SPOJ.com - Problem PROG0300

PROG0300 - Open reading frames

no tags

Once the complete genome of an organism has been determined, the question arises what regions of the genome are coding for proteins. Open reading frames (ORFs) are an important concept in predicting these coding regions. To understand how this works, it is important to know that translation of a DNA sequence into a protein happens by converting each three consecutive nucleotides (called codons) into the next amino acid that is appended to the growing protein chain. Certain codons play a special role in translating DNA into proteins:

start codon: the translation of a DNA sequence into a protein can start here
stop codon: the translation of a DNA sequence into a protein ends here

An ORF is a region within a genome that starts at the next start codon (from the beginning of the sequence or from the previous stop codon) and runs until the next stop codon. Note that according to this definition, it is perfectly possible that there are several start codons in between the first and the last codon of an ORF, but that there can not be any intermediate stop codons. The stop codon of an ORF is always located a multiple of three positions upstream to the position of the first start codon of the ORF. It is said that the start and stop codons are in the same reading frame. Since codons consist of three nucleotides, a DNA sequence thus has three reading frames that each may contain zero or more ORFs.

As an example, consider the following DNA sequence that can be read in three reading frames. The first reading frame starts at the letter g, the reading frame at the first letter c and the third reading frame at the second letter c.

1 gcc ctt aat ttt att cat tgg att cca ttc att aac gtg ctg atg tcc cat ttg ttt a
  |-------------* |-----------|-----------|---------------------------------*
2 g ccc tta att tta ttc att gga ttc cat tca tta acg tgc tga tgt ccc att tgt tta
            |-----------|---------------------------------*         |
3 gc cct taa ttt tat tca ttg gat tcc att cat taa cgt gct gat gtc cca ttt gtt ta
               *                     |---------------------------------*

We have separated the codons in each reading frame by a single space in the above representation.
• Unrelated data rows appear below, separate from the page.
use axum::{http::StatusCode, response::IntoResponse};
use thiserror::Error;

use crate::errors::AppError;

#[derive(Error, Debug)]
pub enum AuthError {
    #[error("Invalid email address")]
    InvalidEmail,
    #[error("Missing credential")]
    MissingCredential,
    #[error("Password should be at least 6 characters")]
    WeakPassword,
    #[error("Email already in use")]
    EmailAlreadyInUse,
    #[error("Incorrect email or password")]
    WrongCredentials,
    #[error("User does not exist")]
    UserNotFound,
    #[error("Not signed in")]
    NotSignedIn,
    #[error(transparent)]
    Unexpected(#[from] anyhow::Error),
}

impl IntoResponse for AuthError {
    fn into_response(self) -> axum::response::Response {
        let info = self.to_string();
        let status_code = match self {
            AuthError::InvalidEmail => StatusCode::BAD_REQUEST,
            AuthError::MissingCredential => StatusCode::BAD_REQUEST,
            AuthError::WeakPassword => StatusCode::BAD_REQUEST,
            AuthError::EmailAlreadyInUse => StatusCode::BAD_REQUEST,
            AuthError::WrongCredentials => StatusCode::UNAUTHORIZED,
            AuthError::UserNotFound => StatusCode::UNAUTHORIZED,
            AuthError::NotSignedIn => StatusCode::UNAUTHORIZED,
            AuthError::Unexpected(e) => return AppError::Unexpected(e).into_response(),
        };

        AppError::exp(status_code, &info).into_response()
    }
}
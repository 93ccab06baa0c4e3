//! Shared data types for the cluster configuration plane.
//!
//! These are the entities served by the remote configuration service and
//! cached by `config_cache`: user accounts, tenants, tenant memberships,
//! volumes and snapshot policies, plus the typed identifiers they key on.
#![warn(missing_docs)]

use bytes::Bytes;
use std::fmt::Display;

// Workaround for "unused crate" lint false positives.
use workspace_hack as _;

pub mod snapshot;

/// Unique ID for a [`User`]
#[derive(Debug, Clone, Copy, PartialEq, Eq, PartialOrd, Ord, Hash)]
pub struct UserId(i64);

#[expect(missing_docs)]
impl UserId {
    pub const fn new(v: i64) -> Self {
        Self(v)
    }

    pub fn get(&self) -> i64 {
        self.0
    }
}

impl Display for UserId {
    fn fmt(&self, f: &mut std::fmt::Formatter<'_>) -> std::fmt::Result {
        write!(f, "{}", self.0)
    }
}

/// Unique ID for a [`Tenant`]
#[derive(Debug, Clone, Copy, PartialEq, Eq, PartialOrd, Ord, Hash)]
pub struct TenantId(i64);

#[expect(missing_docs)]
impl TenantId {
    pub const fn new(v: i64) -> Self {
        Self(v)
    }

    pub fn get(&self) -> i64 {
        self.0
    }
}

impl Display for TenantId {
    fn fmt(&self, f: &mut std::fmt::Formatter<'_>) -> std::fmt::Result {
        write!(f, "{}", self.0)
    }
}

/// Unique ID for a [`Volume`]
#[derive(Debug, Clone, Copy, PartialEq, Eq, PartialOrd, Ord, Hash)]
pub struct VolumeId(i64);

#[expect(missing_docs)]
impl VolumeId {
    pub const fn new(v: i64) -> Self {
        Self(v)
    }

    pub fn get(&self) -> i64 {
        self.0
    }
}

impl Display for VolumeId {
    fn fmt(&self, f: &mut std::fmt::Formatter<'_>) -> std::fmt::Result {
        write!(f, "{}", self.0)
    }
}

/// Unique ID for a [`SnapshotPolicy`]
#[derive(Debug, Clone, Copy, PartialEq, Eq, PartialOrd, Ord, Hash)]
pub struct SnapshotPolicyId(i64);

#[expect(missing_docs)]
impl SnapshotPolicyId {
    pub const fn new(v: i64) -> Self {
        Self(v)
    }

    pub fn get(&self) -> i64 {
        self.0
    }
}

impl Display for SnapshotPolicyId {
    fn fmt(&self, f: &mut std::fmt::Formatter<'_>) -> std::fmt::Result {
        write!(f, "{}", self.0)
    }
}

/// A control-plane user account.
#[derive(Debug, Clone, PartialEq, Eq)]
pub struct User {
    /// Unique id.
    pub id: UserId,
    /// Unique login name.
    pub login: String,
    /// Salted hash of the account password. Opaque to this layer.
    pub password_hash: String,
    /// Shared secret used to sign API requests.
    pub api_secret: String,
    /// Whether the account holds cluster-admin rights.
    pub is_admin: bool,
}

/// A partial update to a [`User`]. `None` fields are left unchanged.
#[derive(Debug, Clone, Default, PartialEq, Eq)]
pub struct UserUpdate {
    /// Replace the password hash.
    pub password_hash: Option<String>,
    /// Replace the API secret.
    pub api_secret: Option<String>,
    /// Grant or revoke admin rights.
    pub is_admin: Option<bool>,
}

/// A tenant owning volumes and holding user memberships.
#[derive(Debug, Clone, PartialEq, Eq)]
pub struct Tenant {
    /// Unique id.
    pub id: TenantId,
    /// Unique tenant name.
    pub name: String,
}

/// Membership of one user in one tenant.
#[derive(Debug, Clone, Copy, PartialEq, Eq, Hash)]
pub struct TenantMembership {
    /// The tenant.
    pub tenant_id: TenantId,
    /// The member.
    pub user_id: UserId,
}

/// Lifecycle state of a [`Volume`].
#[derive(Debug, Clone, Copy, PartialEq, Eq, Hash)]
pub enum VolumeState {
    /// Being provisioned; not yet usable for I/O.
    Creating,
    /// Fully provisioned.
    Active,
    /// Tear-down in progress.
    Deleting,
}

impl Display for VolumeState {
    fn fmt(&self, f: &mut std::fmt::Formatter<'_>) -> std::fmt::Result {
        match self {
            Self::Creating => write!(f, "creating"),
            Self::Active => write!(f, "active"),
            Self::Deleting => write!(f, "deleting"),
        }
    }
}

/// A storage volume owned by a tenant.
#[derive(Debug, Clone, PartialEq, Eq)]
pub struct Volume {
    /// Unique id.
    pub id: VolumeId,
    /// Unique volume name.
    pub name: String,
    /// Owning tenant.
    pub tenant_id: TenantId,
    /// Lifecycle state.
    pub state: VolumeState,
    /// Replication / placement settings, owned by other subsystems and
    /// stored verbatim.
    pub settings: Bytes,
}

/// A snapshot schedule that volumes can be attached to.
#[derive(Debug, Clone, PartialEq, Eq)]
pub struct SnapshotPolicy {
    /// Unique id.
    pub id: SnapshotPolicyId,
    /// Unique policy name.
    pub name: String,
    /// Schedule expression, stored verbatim.
    pub schedule: String,
    /// How many snapshots to retain per attached volume.
    pub retain_count: u32,
    /// Volumes the policy applies to.
    pub volume_ids: Vec<VolumeId>,
}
In this example we consider the codons att, gca and gcc as start codons (green) and the codons tct, tga and ttt as stop codons (red). Below each reading frame, we have underlined the ORFs with hyphens (-). In addition, we mark the first nucleotide of a start codon with a vertical bar (|) and the last nucleotide of a stop codon with an asterisk (*). In this way, it is clear to see that there are two ORFs in the first reading frame, and one ORF each in the second and third reading frame.

Assignment

In this exercise we represent DNA sequences (including codons) as strings that only contain the lower case letters a, c, g and t. Write a function ORFs that takes three arguments: a DNA sequence, a list of start codons and a list of stop codons. The function must return a list that contains all ORFs that are found in each of the three reading frames of the DNA sequence. An ORF is hereby represented as a tuple having the following content

(start position, stop position, frame)

The start position of the ORF is the position of the first nucleotide of the start codon, and the stop position is the position of the last (third) nucleotide of the stop codon. Positions are given relative to the start of the DNA sequence, so that the first nucleotide is at position zero. The frame of an ORF refers to the reading frame in which the ORF was found. The list returned by the function must contain the ORFs sorted according to increasing starting position.

Example

>>> ORFs('gcccttaattttattcattggattccattcattaacgtgctgatgtcccatttgttta', ['att', 'gca', 'gcc'], ['tct', 'tga', 'ttt'])
[(0, 11, 1), (7, 42, 2), (12, 56, 1), (26, 52, 3)]
>>> ORFs('cgtgtgcacaactcaccccgtagacccaaaatgtggataacatg', ['aca', 'gtg'], ['aaa', 'ccc', 'gac'])
[(1, 18, 2), (3, 17, 1)]
>>> ORFs('cgagggctctcactgggacggcagaggctagtcacagtat', ['agt'], ['gac', 'ggc'])
[]

Eenmaal de DNA sequentie van een organisme bepaald is, stelt zich de vraag welke gebieden van het genoom coderen voor eiwitten. Open reading frames (ORFs) vormen een belangrijk concept bij het voorspellen van deze coderende gebieden. Om dit te begrijpen, is het belangrijk te weten dat de vertaling van een DNA sequentie naar een eiwit gebeurt door telkens drie opeenvolgende nucleotiden (codons genaamd) om te zetten naar het volgende aminozuur dat aan de groeiende eiwitketen toegevoegd wordt. Bepaalde codons spelen een bijzondere rol bij het vertalen van DNA naar eiwitten:

startcodon: hier kan de vertaling van een DNA sequentie naar een eiwit beginnen
stopcodon: hier eindigt de vertaling van een DNA sequentie naar een eiwit

Een ORF is een gebied dat begint bij het eerstvolgende startcodon (vanaf het begin van de sequentie of na het vorige stopcodon) en loopt tot en met het eerstvolgende stopcodon. Merk op dat het volgens deze definitie perfect mogelijk is dat er verschillende startcodons voorkomen tussen het eerste en laatste codon van een ORF, maar dat er nooit tussenliggende stopcodons voorkomen. Het stopcodon van een ORF ligt ook altijd een veelvoud van drie posities verder dan het eerste startcodon van het ORF. Men zegt dat het start- en stopcodon in hetzelfde reading frame liggen. Omdat codons bestaan uit drie nucleotiden, heeft een DNA sequentie dus drie reading frames waarin er telkens nul of meer ORFs kunnen gevonden worden.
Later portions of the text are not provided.